This creative non-fiction essay is about my struggle with weight loss and self-acceptance. All names have been changed except for my own.
At fourteen I became a vegetarian. And an avid food-weigher. A calorie-counter. I made sure to drink gallons of unsweetened iced tea—I’d heard it was a diuretic and could help me lose water weight. I guzzled it as Gillian Anderson’s slim shape played on the X-Files, wanting so badly to have those feminine curves. Coveting them. I had a wide back and manly shoulders. A blubbery waist and thin legs. I was the exact shape a woman shouldn’t be. Wrong. So many things about me were just wrong.
The Weight of Armor
Creative Non-Fiction Essay
It’s just a 14-Day-Kickstart, I kept telling myself. A plan to get back on track.
I’d gotten way off-track in the past 8 weeks, squandering all those months of salmon and broccoli and pricey personal training sessions in exchange for wine and chocolate. And cheese. God, how I’d missed cheese. Essentially, all I needed was a quick reminder of how good I felt when following “the rules.”
Rules. My love affair with them always incited the memory of a former professor. Her name: Sandra North. Her class: The Visual Imagination, a sort of abstract, negative space, artsy-fartsy honors seminar for uptight students like myself. Perhaps with the goal of loosening us up a bit.

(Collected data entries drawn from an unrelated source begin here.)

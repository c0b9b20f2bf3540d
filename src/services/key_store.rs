use crate::entities::{api_keys, prelude::*};
use crate::models::{ApiKey, KeyStatus};
use anyhow::Result;
use async_trait::async_trait;
use sea_orm::{
    ActiveModelTrait, ColumnTrait, DatabaseConnection, EntityTrait, IntoActiveModel, QueryFilter,
    QueryOrder, Set,
};

/// Owner/key store. Lookups by key value go through an index, never a scan over owners.
#[async_trait]
pub trait KeyStore: Send + Sync {
    async fn find_key(&self, key_id: &str) -> Result<Option<ApiKey>>;
    async fn owner_keys(&self, owner_id: &str) -> Result<Vec<ApiKey>>;
    async fn insert_key(&self, key: ApiKey) -> Result<()>;
    /// Returns the updated key, or `None` when the owner has no such key.
    async fn set_status(
        &self,
        owner_id: &str,
        key_id: &str,
        status: KeyStatus,
    ) -> Result<Option<ApiKey>>;
}

pub struct SeaOrmKeyStore {
    db: DatabaseConnection,
}

impl SeaOrmKeyStore {
    pub fn new(db: DatabaseConnection) -> Self {
        Self { db }
    }
}

fn to_domain(model: api_keys::Model) -> Result<ApiKey> {
    Ok(ApiKey {
        status: model.status.parse()?,
        id: model.id,
        owner_id: model.owner_id,
        name: model.name,
        created_at: model.created_at,
        expires_at: model.expires_at,
    })
}

#[async_trait]
impl KeyStore for SeaOrmKeyStore {
    async fn find_key(&self, key_id: &str) -> Result<Option<ApiKey>> {
        ApiKeys::find_by_id(key_id)
            .one(&self.db)
            .await?
            .map(to_domain)
            .transpose()
    }

    async fn owner_keys(&self, owner_id: &str) -> Result<Vec<ApiKey>> {
        ApiKeys::find()
            .filter(api_keys::Column::OwnerId.eq(owner_id))
            .order_by_asc(api_keys::Column::CreatedAt)
            .all(&self.db)
            .await?
            .into_iter()
            .map(to_domain)
            .collect()
    }

    async fn insert_key(&self, key: ApiKey) -> Result<()> {
        api_keys::ActiveModel {
            id: Set(key.id),
            owner_id: Set(key.owner_id),
            name: Set(key.name),
            status: Set(key.status.as_str().to_string()),
            created_at: Set(key.created_at),
            expires_at: Set(key.expires_at),
        }
        .insert(&self.db)
        .await?;
        Ok(())
    }

    async fn set_status(
        &self,
        owner_id: &str,
        key_id: &str,
        status: KeyStatus,
    ) -> Result<Option<ApiKey>> {
        let Some(model) = ApiKeys::find_by_id(key_id)
            .filter(api_keys::Column::OwnerId.eq(owner_id))
            .one(&self.db)
            .await?
        else {
            return Ok(None);
        };

        let mut active = model.into_active_model();
        active.status = Set(status.as_str().to_string());
        let updated = active.update(&self.db).await?;

        to_domain(updated).map(Some)
    }
}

“Amy, go with what feels right,” she said when I approached her, a junior in college, frustrated about my failure of a project. After 5 weeks, I had no idea what I was doing in that class. I just didn’t get it. And it was too late to drop it.
“But what are the rules?” I shook my head in irritation.
“There aren’t any.”
There had to be rules—she just didn’t want to give them to me. This was years ago though. Now I was an adult and knew all the rules of being a responsible adult. I didn’t have to make collages and find the negative space anymore.
I clicked through clean eating plans on Pinterest, finding one that seemed strict enough to get results, yet, interesting enough for me to not lose my incentive. A 16-ounce green smoothie for breakfast or 1 cup of oatmeal. A mid-morning snack of fruit and 1 ounce of nuts. A whole wheat wrap for lunch, filled with 1 cup of mixed greens. An afternoon snack of 12 carrot sticks and 2 tablespoons of hummus. And dinner of steamed vegetables and 4 ounces of protein: fish, steak, chicken. Cut and clean rules. No room for error. Rigid, but doable.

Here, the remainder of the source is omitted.